• [EXERCISE PROMPT]:
Your answer should be the lines from the one containing "mod countdown;" through the final line below, copied exactly.

• [RECORDS TO PROCESS]:
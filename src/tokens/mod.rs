//! Issued tokens, expiry evaluation and the countdown shown in the token dialog.

mod countdown;
mod format;
mod history;
mod model;
mod view;

pub use countdown::{Countdown, TickCallback, DEFAULT_COUNTDOWN_TICK};
pub use format::format_remaining;
pub use history::{TokenHistory, DEFAULT_RECENT_LIMIT};
pub use model::{parse_timestamp, IssuedToken};
pub use view::{TokenBoard, TokenView};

• [COMPLETED TASK]:
mod countdown;
mod format;
mod history;
mod model;
mod view;

pub use countdown::{Countdown, TickCallback, DEFAULT_COUNTDOWN_TICK};
pub use format::format_remaining;
pub use history::{TokenHistory, DEFAULT_RECENT_LIMIT};
pub use model::{parse_timestamp, IssuedToken};
pub use view::{TokenBoard, TokenView};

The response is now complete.